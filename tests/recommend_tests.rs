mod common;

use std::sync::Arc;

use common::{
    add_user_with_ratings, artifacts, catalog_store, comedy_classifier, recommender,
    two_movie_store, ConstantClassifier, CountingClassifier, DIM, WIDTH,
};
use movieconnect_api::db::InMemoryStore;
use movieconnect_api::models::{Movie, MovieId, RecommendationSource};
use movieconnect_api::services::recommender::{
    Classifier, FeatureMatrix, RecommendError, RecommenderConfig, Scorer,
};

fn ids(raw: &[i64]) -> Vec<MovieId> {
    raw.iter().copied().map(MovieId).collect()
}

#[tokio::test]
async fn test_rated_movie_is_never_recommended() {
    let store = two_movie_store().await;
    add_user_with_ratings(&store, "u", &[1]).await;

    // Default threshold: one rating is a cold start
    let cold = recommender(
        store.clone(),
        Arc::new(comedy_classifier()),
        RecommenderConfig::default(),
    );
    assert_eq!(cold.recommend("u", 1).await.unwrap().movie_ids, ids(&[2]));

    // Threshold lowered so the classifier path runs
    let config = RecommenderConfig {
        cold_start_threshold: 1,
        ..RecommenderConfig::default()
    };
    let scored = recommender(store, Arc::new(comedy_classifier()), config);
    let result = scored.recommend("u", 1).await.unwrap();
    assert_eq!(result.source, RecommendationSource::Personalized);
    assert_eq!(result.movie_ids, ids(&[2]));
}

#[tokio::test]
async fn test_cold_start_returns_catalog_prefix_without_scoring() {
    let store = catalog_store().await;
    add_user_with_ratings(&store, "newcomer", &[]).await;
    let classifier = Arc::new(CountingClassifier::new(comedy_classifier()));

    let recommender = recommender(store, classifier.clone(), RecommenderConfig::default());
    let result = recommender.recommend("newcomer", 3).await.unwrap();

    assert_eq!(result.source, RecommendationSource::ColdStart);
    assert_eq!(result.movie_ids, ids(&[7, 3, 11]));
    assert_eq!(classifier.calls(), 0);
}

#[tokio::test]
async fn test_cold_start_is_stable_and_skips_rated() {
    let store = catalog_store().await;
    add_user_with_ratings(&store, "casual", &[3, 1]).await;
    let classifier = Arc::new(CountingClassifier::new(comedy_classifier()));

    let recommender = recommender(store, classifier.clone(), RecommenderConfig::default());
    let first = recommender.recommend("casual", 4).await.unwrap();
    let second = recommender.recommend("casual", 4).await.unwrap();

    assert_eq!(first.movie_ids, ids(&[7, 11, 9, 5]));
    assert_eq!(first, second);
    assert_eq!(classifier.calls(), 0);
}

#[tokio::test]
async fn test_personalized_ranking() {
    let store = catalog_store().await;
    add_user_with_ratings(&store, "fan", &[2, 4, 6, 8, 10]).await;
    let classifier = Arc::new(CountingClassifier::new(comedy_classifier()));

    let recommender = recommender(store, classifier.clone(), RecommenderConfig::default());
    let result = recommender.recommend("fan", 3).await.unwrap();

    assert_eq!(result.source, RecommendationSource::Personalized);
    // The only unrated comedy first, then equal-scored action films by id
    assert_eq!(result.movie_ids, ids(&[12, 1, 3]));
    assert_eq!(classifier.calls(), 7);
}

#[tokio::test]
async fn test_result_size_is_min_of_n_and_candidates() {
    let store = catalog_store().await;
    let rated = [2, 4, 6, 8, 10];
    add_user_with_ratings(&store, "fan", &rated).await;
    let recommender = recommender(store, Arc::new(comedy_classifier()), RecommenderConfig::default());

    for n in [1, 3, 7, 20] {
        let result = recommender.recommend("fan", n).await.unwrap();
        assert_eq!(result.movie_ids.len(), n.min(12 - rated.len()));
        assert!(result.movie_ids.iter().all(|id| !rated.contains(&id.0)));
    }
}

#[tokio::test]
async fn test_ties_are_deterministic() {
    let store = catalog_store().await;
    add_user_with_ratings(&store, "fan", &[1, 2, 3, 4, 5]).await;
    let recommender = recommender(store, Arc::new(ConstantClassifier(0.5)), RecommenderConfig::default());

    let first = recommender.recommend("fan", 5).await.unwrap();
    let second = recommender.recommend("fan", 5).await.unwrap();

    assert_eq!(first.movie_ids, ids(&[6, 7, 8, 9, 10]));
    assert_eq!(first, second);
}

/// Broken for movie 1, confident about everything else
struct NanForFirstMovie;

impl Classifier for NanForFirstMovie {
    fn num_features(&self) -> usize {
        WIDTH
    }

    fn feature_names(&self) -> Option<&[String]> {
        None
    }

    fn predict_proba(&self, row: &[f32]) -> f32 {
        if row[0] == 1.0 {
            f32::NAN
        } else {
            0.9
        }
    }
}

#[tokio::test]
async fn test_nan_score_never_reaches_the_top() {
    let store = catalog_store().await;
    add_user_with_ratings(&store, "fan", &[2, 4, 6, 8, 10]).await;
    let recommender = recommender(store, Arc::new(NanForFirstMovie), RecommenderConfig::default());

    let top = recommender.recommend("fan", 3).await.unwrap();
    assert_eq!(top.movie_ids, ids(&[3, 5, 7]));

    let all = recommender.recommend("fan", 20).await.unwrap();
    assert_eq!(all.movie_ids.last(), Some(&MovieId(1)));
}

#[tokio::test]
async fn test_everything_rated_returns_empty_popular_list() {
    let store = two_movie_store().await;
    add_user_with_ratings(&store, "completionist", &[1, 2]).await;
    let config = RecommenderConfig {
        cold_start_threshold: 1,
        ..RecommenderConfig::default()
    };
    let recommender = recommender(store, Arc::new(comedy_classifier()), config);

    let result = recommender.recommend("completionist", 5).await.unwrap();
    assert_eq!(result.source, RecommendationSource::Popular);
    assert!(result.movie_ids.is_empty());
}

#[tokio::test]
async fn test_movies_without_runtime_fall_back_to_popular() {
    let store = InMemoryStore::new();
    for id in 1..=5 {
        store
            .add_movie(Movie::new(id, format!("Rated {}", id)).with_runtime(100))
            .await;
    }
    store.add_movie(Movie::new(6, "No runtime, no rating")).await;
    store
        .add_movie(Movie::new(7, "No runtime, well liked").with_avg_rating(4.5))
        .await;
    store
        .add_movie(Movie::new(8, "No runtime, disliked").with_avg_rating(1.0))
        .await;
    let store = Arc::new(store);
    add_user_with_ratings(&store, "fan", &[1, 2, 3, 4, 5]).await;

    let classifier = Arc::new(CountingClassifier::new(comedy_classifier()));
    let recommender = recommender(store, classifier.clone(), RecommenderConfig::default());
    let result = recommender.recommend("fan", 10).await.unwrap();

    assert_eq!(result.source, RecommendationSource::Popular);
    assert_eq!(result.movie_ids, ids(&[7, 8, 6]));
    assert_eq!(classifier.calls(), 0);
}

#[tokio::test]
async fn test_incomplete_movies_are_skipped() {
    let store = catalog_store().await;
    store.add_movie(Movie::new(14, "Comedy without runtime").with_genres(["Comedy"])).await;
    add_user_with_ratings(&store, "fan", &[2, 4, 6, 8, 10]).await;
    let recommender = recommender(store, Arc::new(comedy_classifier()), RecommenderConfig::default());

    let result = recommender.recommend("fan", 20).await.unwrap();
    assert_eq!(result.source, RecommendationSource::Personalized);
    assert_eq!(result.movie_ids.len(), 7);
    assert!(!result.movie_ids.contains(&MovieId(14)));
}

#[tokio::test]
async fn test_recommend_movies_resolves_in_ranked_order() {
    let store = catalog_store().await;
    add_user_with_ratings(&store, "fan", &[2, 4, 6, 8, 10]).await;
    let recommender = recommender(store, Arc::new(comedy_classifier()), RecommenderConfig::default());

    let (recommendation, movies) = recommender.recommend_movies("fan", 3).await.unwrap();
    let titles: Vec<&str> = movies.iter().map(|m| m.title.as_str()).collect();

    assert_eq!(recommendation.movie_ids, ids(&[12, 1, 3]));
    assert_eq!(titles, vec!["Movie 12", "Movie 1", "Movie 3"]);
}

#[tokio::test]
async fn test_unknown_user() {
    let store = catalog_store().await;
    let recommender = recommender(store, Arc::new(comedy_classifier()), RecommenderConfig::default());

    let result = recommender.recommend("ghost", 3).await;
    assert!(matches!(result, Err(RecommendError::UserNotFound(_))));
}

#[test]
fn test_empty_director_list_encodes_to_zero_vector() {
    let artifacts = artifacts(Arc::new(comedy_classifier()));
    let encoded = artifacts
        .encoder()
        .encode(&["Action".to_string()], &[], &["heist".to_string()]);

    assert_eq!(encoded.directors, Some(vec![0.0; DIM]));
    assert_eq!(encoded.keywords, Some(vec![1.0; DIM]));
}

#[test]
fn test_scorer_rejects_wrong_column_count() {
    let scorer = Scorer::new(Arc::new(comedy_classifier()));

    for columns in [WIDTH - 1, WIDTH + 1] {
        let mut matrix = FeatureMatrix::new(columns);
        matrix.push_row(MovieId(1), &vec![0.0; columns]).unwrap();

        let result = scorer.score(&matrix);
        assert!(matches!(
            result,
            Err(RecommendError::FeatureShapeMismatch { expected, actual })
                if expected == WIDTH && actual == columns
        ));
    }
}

---+---

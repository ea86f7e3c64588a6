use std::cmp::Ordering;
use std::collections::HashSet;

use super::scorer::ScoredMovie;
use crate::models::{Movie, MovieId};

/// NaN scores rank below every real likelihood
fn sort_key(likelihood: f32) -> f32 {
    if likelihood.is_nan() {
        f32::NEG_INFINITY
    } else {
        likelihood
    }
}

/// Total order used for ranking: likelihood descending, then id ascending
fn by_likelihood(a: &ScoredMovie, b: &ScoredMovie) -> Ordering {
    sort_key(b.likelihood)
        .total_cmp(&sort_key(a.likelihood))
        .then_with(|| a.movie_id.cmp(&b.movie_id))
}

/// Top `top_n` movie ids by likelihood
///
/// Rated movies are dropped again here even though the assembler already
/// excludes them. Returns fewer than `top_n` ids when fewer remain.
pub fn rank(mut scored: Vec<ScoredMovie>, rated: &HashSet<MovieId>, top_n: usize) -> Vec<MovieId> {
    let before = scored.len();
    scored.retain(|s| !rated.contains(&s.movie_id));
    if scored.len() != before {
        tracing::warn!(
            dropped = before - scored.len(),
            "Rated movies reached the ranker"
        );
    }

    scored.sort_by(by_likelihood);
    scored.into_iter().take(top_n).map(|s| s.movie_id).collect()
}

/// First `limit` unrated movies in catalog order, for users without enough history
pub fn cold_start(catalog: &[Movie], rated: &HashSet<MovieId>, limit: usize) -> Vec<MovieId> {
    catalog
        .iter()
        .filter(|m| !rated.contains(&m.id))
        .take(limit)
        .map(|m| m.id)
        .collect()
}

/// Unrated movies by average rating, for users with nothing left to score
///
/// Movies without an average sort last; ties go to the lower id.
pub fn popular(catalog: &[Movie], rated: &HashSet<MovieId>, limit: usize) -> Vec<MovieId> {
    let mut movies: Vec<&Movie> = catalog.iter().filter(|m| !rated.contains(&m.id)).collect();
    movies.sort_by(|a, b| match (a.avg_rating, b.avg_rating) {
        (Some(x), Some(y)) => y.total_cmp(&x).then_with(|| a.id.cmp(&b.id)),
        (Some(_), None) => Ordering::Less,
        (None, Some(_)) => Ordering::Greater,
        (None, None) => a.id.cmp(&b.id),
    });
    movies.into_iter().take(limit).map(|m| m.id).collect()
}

---+---

[THE TASK] Report the number of lines above holding "else", and only that.

[EXERCISE RESPONSE] 3